Please look for the string "cleaned" below and report every line in which it occurs.

** Opening Supplied material block **

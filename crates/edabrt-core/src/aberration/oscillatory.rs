//! Coefficients for `n1 < 3`, where the linear motion is a rotation in
//! phase space with wavenumber `k = h·√(3 − n1)`.

use super::Deflector;
use crate::types::{Row, Term};

pub(super) fn coefficient(d: &Deflector, k: f64, row: Row, term: Term) -> f64 {
    let h = d.h;
    let s = d.s;
    let n1 = d.params.n1();
    let n2 = d.params.n2();

    let ks = k * s;
    let half_sin_sq = (ks / 2.0).sin().powi(2);
    // (h²(3 − n1))^1.5 = k³
    let k_cubed = (h * h * (3.0 - n1)).powf(1.5);

    match (row, term) {
        (Row::X, Term::X) => ks.cos(),
        (Row::X, Term::A) => ks.sin() / k,
        (Row::X, Term::XX) => {
            -4.0 * h * (9.0 * n1 + 2.0 * n2 - 15.0 + (6.0 * n1 + n2 - 12.0) * ks.cos())
                * half_sin_sq
                / (3.0 * (n1 - 3.0))
        }
        (Row::X, Term::XA) => {
            -2.0 * h.powi(3) * (3.0 - 3.0 * n1 - n2 + (6.0 * n1 + n2 - 12.0) * ks.cos())
                * ks.sin()
                / (3.0 * k_cubed)
        }
        (Row::X, Term::AA) => {
            -4.0 * (3.0 - 3.0 * n1 - n2 + (6.0 * n1 + n2 - 12.0) * ks.cos()) * half_sin_sq
                / (3.0 * h * (n1 - 3.0).powi(2))
        }
        (Row::A, Term::X) => -k * ks.sin(),
        (Row::A, Term::A) => ks.cos(),
        (Row::A, Term::XX) => {
            2.0 * h.powi(3) * (3.0 * n1 + n2 - 3.0) * (ks.sin() + (2.0 * ks).sin()) / (3.0 * k)
        }
        (Row::A, Term::XA) => {
            -4.0 * h * (3.0 * n1 + n2 - 3.0) * (1.0 + 2.0 * ks.cos()) * half_sin_sq
                / (3.0 * (n1 - 3.0))
        }
        (Row::A, Term::AA) => {
            -2.0 * h.powi(3)
                * (15.0 - 9.0 * n1 - 2.0 * n2 + 2.0 * (3.0 * n1 + n2 - 3.0) * ks.cos())
                * ks.sin()
                / (3.0 * k_cubed)
        }
    }
}
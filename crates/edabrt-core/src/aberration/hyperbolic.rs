//! Coefficients for `n1 > 3`, the defocusing case with wavenumber
//! `k = h·√(n1 − 3)`.
//!
//! Row (x|...) keeps the sign conventions of the published formulas, which
//! do not reduce to the degenerate regime as `n1 → 3⁺` for the a, x², xa
//! and a² terms.

use super::Deflector;
use crate::types::{Row, Term};

pub(super) fn coefficient(d: &Deflector, k: f64, row: Row, term: Term) -> f64 {
    let h = d.h;
    let s = d.s;
    let n1 = d.params.n1();
    let n2 = d.params.n2();

    let ks = k * s;

    match (row, term) {
        (Row::X, Term::X) => ks.cosh(),
        (Row::X, Term::A) => -ks.sinh() / k,
        (Row::X, Term::XX) => {
            h * (4.0 * (3.0 * n1 + n2 - 3.0) * ks.cosh()
                - 3.0 * (4.0 * n1 + n2 - 6.0) * (2.0 * (2.0 * ks).cosh() - 1.0)
                - (6.0 + n2) * (4.0 * ks).cosh())
                / (6.0 * (n1 - 3.0))
        }
        (Row::X, Term::XA) => {
            (4.0 * (3.0 * n1 + n2 - 3.0) * ks.sinh() - (6.0 + n2) * (4.0 * ks).sinh())
                / (6.0 * (n1 - 3.0).powf(1.5))
        }
        (Row::X, Term::AA) => {
            -(4.0 * (9.0 * n1 + 2.0 * n2 - 15.0) * ks.cosh()
                - 3.0 * (4.0 * n1 + n2 - 6.0) * (2.0 * (2.0 * ks).cosh() + 1.0)
                + (6.0 + n2) * (4.0 * ks).cosh())
                / (6.0 * h * (n1 - 3.0).powi(2))
        }
        (Row::A, Term::X) => k * ks.sinh(),
        (Row::A, Term::A) => ks.cosh(),
        (Row::A, Term::XX) => {
            2.0 * h * h * h * (3.0 * n1 + n2 - 3.0) * (ks.sinh() + (2.0 * ks).sinh()) / (3.0 * k)
        }
        (Row::A, Term::XA) => {
            2.0 * h * (3.0 * n1 + n2 - 3.0) * ((2.0 * ks).cosh() - ks.cosh()) / (3.0 * (n1 - 3.0))
        }
        (Row::A, Term::AA) => {
            2.0 * (15.0 - 9.0 * n1 - 2.0 * n2 + 2.0 * (3.0 * n1 + n2 - 3.0) * ks.cosh())
                * ks.sinh()
                / (3.0 * (n1 - 3.0).powf(1.5))
        }
    }
}
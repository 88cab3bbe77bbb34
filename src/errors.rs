use thiserror::Error;

use crate::decimal::Rate;

#[derive(Error, Debug, Clone, PartialEq)]
pub enum LoanError {
    #[error("invalid configuration: {message}")]
    InvalidConfiguration {
        message: String,
    },

    #[error("calculation overflow: {rate} over {term_months} months exceeds decimal range")]
    CalculationOverflow {
        term_months: u32,
        rate: Rate,
    },
}

impl From<serde_json::Error> for LoanError {
    fn from(err: serde_json::Error) -> Self {
        LoanError::InvalidConfiguration {
            message: err.to_string(),
        }
    }
}

pub type Result<T> = std::result::Result<T, LoanError>;
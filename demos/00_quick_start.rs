/// quick start - minimal example to get started
use loan_calculator_rs::{calculate_loan, Money, Rate};

fn main() -> Result<(), Box<dyn std::error::Error>> {
    // 1,000,000 over 12 months at 12% a year
    let result = calculate_loan(Money::from_major(1_000_000), Rate::from_percentage(12), 12)?;

    println!("monthly payment: {}", result.monthly_payment);
    println!("total payment:   {}", result.total_payment);
    println!("total interest:  {}", result.total_interest);

    Ok(())
}
use rust_decimal::Decimal;

use crate::decimal::Money;

/// strip everything but ascii digits, '.' and ',' then turn the first ',' into '.'
///
/// Mirrors what a keystroke-level input filter does before the text reaches
/// the validators. A leading '-' is removed too, so negative detection must
/// run on the raw text.
pub fn normalize_numeric_input(raw: &str) -> String {
    let cleaned: String = raw
        .chars()
        .filter(|c| c.is_ascii_digit() || *c == '.' || *c == ',')
        .collect();
    cleaned.replacen(',', ".", 1)
}

/// parse the longest leading number in the text, None when there is none.
///
/// Like a browser's `parseFloat`: leading whitespace is skipped and anything
/// after the numeric prefix is ignored, so `12abc` reads as 12. Finite values
/// beyond the decimal range saturate to the signed maximum so they fail range
/// checks instead of the numeric check; nonzero values below the smallest
/// decimal step saturate to that step with their sign.
pub(crate) fn parse_number(raw: &str) -> Option<Decimal> {
    let prefix = numeric_prefix(raw.trim())?;
    let approx: f64 = prefix.parse().ok()?;
    if !approx.is_finite() {
        return None;
    }

    let exact = Money::from_str_exact(prefix)
        .map(|money| money.as_decimal())
        .or_else(|_| Decimal::from_scientific(prefix))
        .or_else(|_| Decimal::try_from(approx));

    Some(match exact {
        Ok(value) if value.is_zero() && approx != 0.0 => smallest_step(approx),
        Ok(value) => value,
        Err(_) if approx.abs() < 1.0 => smallest_step(approx),
        Err(_) if approx.is_sign_negative() => Decimal::MIN,
        Err(_) => Decimal::MAX,
    })
}

/// `[+-]digits[.digits][(e|E)[+-]digits]` at the start of the text; the
/// exponent only counts when digits follow it
fn numeric_prefix(text: &str) -> Option<&str> {
    let bytes = text.as_bytes();
    let mut end = usize::from(matches!(bytes.first(), Some(b'+' | b'-')));

    let whole = leading_digits(&bytes[end..]);
    end += whole;
    let mut fraction = 0;
    if bytes.get(end) == Some(&b'.') {
        fraction = leading_digits(&bytes[end + 1..]);
        if fraction > 0 {
            end += 1 + fraction;
        }
    }
    if whole + fraction == 0 {
        return None;
    }

    if matches!(bytes.get(end), Some(b'e' | b'E')) {
        let mut exp = end + 1;
        if matches!(bytes.get(exp), Some(b'+' | b'-')) {
            exp += 1;
        }
        let digits = leading_digits(&bytes[exp..]);
        if digits > 0 {
            end = exp + digits;
        }
    }

    Some(&text[..end])
}

fn leading_digits(bytes: &[u8]) -> usize {
    bytes.iter().take_while(|b| b.is_ascii_digit()).count()
}

fn smallest_step(approx: f64) -> Decimal {
    let step = Decimal::new(1, 28);
    if approx.is_sign_negative() {
        -step
    } else {
        step
    }
}

/// parse a whole number of months; signed so negatives reach the range check
pub(crate) fn parse_whole_months(raw: &str) -> Option<i64> {
    raw.trim().parse::<i64>().ok()
}
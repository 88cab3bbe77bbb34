use rust_decimal::Decimal;

use crate::calculator::InstallmentFormula;
use crate::decimal::{Money, Rate};
use crate::errors::{LoanError, Result};
use crate::types::LoanInput;

/// fixed-installment (french) amortization
#[derive(Debug, Clone, Copy, Default)]
pub struct AnnuityFormula;

impl InstallmentFormula for AnnuityFormula {
    fn monthly_payment(&self, input: &LoanInput) -> Result<Money> {
        annuity_payment(input.principal, input.annual_rate, input.term_months)
    }

    fn name(&self) -> &'static str {
        "annuity"
    }
}

/// unrounded installment: P * r * (1 + r)^n / ((1 + r)^n - 1)
pub fn annuity_payment(principal: Money, annual_rate: Rate, term_months: u32) -> Result<Money> {
    let months = Decimal::from(term_months);
    let r = annual_rate.monthly_rate().as_decimal();

    if annual_rate.is_zero() || r.is_zero() {
        return Ok(principal / months);
    }

    let overflow = || LoanError::CalculationOverflow {
        term_months,
        rate: annual_rate,
    };

    let compound = compound_factor(Decimal::ONE + r, term_months).ok_or_else(overflow)?;
    let numerator = principal
        .as_decimal()
        .checked_mul(r)
        .and_then(|v| v.checked_mul(compound))
        .ok_or_else(overflow)?;
    let denominator = compound - Decimal::ONE;

    // r below decimal resolution collapses the factor to one
    if denominator.is_zero() {
        return Ok(principal / months);
    }

    numerator
        .checked_div(denominator)
        .map(Money::from_decimal)
        .ok_or_else(overflow)
}

/// (base)^periods by repeated multiplication, None on overflow
pub(crate) fn compound_factor(base: Decimal, periods: u32) -> Option<Decimal> {
    let mut factor = Decimal::ONE;
    for _ in 0..periods {
        factor = factor.checked_mul(base)?;
    }
    Some(factor)
}
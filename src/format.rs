use serde::{Deserialize, Serialize};

use crate::decimal::Money;
use crate::errors::{LoanError, Result};
use crate::types::LoanResult;

/// display settings for currency amounts
#[derive(Debug, Clone, PartialEq, Eq, Serialize, Deserialize)]
pub struct CurrencyFormat {
    /// BCP 47 tag the separators were chosen for
    pub locale: String,
    /// ISO 4217 code
    pub currency_code: String,
    pub symbol: String,
    pub fraction_digits: u32,
    pub group_separator: char,
    pub decimal_separator: char,
}

impl Default for CurrencyFormat {
    fn default() -> Self {
        Self::es_cl_clp()
    }
}

impl CurrencyFormat {
    /// chilean pesos: `$1.250.000`
    pub fn es_cl_clp() -> Self {
        Self {
            locale: "es-CL".to_string(),
            currency_code: "CLP".to_string(),
            symbol: "$".to_string(),
            fraction_digits: 0,
            group_separator: '.',
            decimal_separator: ',',
        }
    }

    /// us dollars: `$1,250,000.00`
    pub fn en_us_usd() -> Self {
        Self {
            locale: "en-US".to_string(),
            currency_code: "USD".to_string(),
            symbol: "$".to_string(),
            fraction_digits: 2,
            group_separator: ',',
            decimal_separator: '.',
        }
    }

    pub fn validate(&self) -> Result<()> {
        if self.fraction_digits > 8 {
            return Err(LoanError::InvalidConfiguration {
                message: format!("fraction_digits {} exceeds 8", self.fraction_digits),
            });
        }
        if self.group_separator == self.decimal_separator {
            return Err(LoanError::InvalidConfiguration {
                message: format!(
                    "group and decimal separators are both '{}'",
                    self.group_separator
                ),
            });
        }
        if self.currency_code.len() != 3 || !self.currency_code.chars().all(|c| c.is_ascii_uppercase()) {
            return Err(LoanError::InvalidConfiguration {
                message: format!("currency_code '{}' is not an ISO 4217 code", self.currency_code),
            });
        }
        Ok(())
    }

    /// render an amount; rounds half away from zero to `fraction_digits`
    pub fn format(&self, amount: Money) -> String {
        let rounded = amount.round_dp(self.fraction_digits);
        let mut digits = rounded.abs().as_decimal();
        digits.rescale(self.fraction_digits);
        let text = digits.to_string();

        let (whole, fraction) = match text.split_once('.') {
            Some((whole, fraction)) => (whole, Some(fraction)),
            None => (text.as_str(), None),
        };

        let mut out = String::new();
        if rounded.is_negative() {
            out.push('-');
        }
        out.push_str(&self.symbol);
        out.push_str(&group_thousands(whole, self.group_separator));
        if let Some(fraction) = fraction {
            out.push(self.decimal_separator);
            out.push_str(fraction);
        }
        out
    }

    pub fn format_result(&self, result: &LoanResult) -> FormattedLoanResult {
        FormattedLoanResult {
            monthly_payment: self.format(result.monthly_payment),
            total_payment: self.format(result.total_payment),
            total_interest: self.format(result.total_interest),
        }
    }
}

/// loan figures rendered for display
#[derive(Debug, Clone, PartialEq, Eq, Serialize, Deserialize)]
pub struct FormattedLoanResult {
    pub monthly_payment: String,
    pub total_payment: String,
    pub total_interest: String,
}

fn group_thousands(digits: &str, separator: char) -> String {
    let len = digits.len();
    let mut out = String::with_capacity(len + len / 3);
    for (i, ch) in digits.chars().enumerate() {
        if i > 0 && (len - i) % 3 == 0 {
            out.push(separator);
        }
        out.push(ch);
    }
    out
}
/// payment methods - annuity versus simple interest for the same loan
use loan_calculator_rs::{LoanCalculator, LoanInput, Money, PaymentMethod, Rate};

fn main() -> Result<(), Box<dyn std::error::Error>> {
    let input = LoanInput::new(Money::from_major(100_000), Rate::from_percentage(10), 120);

    for method in [PaymentMethod::Annuity, PaymentMethod::SimpleInterest] {
        let result = LoanCalculator::new(method).calculate(&input)?;
        println!(
            "{}: monthly {} / total {} / interest {}",
            method.label(),
            result.monthly_payment,
            result.total_payment,
            result.total_interest,
        );
    }

    Ok(())
}
pub mod calculator;
pub mod config;
pub mod decimal;
pub mod errors;
pub mod format;
pub mod quote;
pub mod types;
pub mod validation;

// re-export key types
pub use calculator::{
    calculate_loan, calculate_simple_interest, AnnuityFormula, InstallmentFormula,
    LoanCalculator, SimpleInterestFormula,
};
pub use config::{CalculatorConfig, TermLimits, ValidationLimits};
pub use decimal::{Money, Rate};
pub use errors::{LoanError, Result};
pub use format::{CurrencyFormat, FormattedLoanResult};
pub use quote::{LoanEngine, LoanQuote, PLACEHOLDER_MESSAGE};
pub use types::{LoanInput, LoanResult, PaymentMethod};
pub use validation::{
    normalize_numeric_input, validate_amount, validate_form, validate_interest_rate,
    validate_term, Field, FieldError, FormValidation, ValidationResult, Validator,
};

// re-export external dependencies that users will need
pub use rust_decimal::Decimal;
//! Build and install directory lifecycle.

use crate::error::{BuildError, Result};
use std::fs;
use std::path::Path;

/// Remove `path` if present, then create it empty.
///
/// Prior build artifacts are destroyed unconditionally. A symlink at `path`
/// is removed itself, its target is left alone.
pub fn reset_build_directory(path: &Path) -> Result<()> {
    match fs::symlink_metadata(path) {
        Ok(meta) => {
            log::debug!("[BuildDir] Removing existing {}", path.display());
            let removed = if meta.is_dir() {
                fs::remove_dir_all(path)
            } else {
                fs::remove_file(path)
            };
            removed.map_err(|e| BuildError::io(path, e))?;
        }
        Err(e) if e.kind() == std::io::ErrorKind::NotFound => {}
        Err(e) => return Err(BuildError::io(path, e)),
    }

    fs::create_dir_all(path).map_err(|e| BuildError::io(path, e))?;
    log::info!("[BuildDir] Fresh build directory: {}", path.display());
    Ok(())
}

/// Create `path` (and parents) when missing. Returns whether it was created.
pub fn ensure_directory(path: &Path) -> Result<bool> {
    if path.is_dir() {
        return Ok(false);
    }
    fs::create_dir_all(path).map_err(|e| BuildError::io(path, e))?;
    log::debug!("[BuildDir] Created {}", path.display());
    Ok(true)
}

** Closing Supplied material block **

| Solution |
    let cleaned: String = raw
    cleaned.replacen(',', ".", 1)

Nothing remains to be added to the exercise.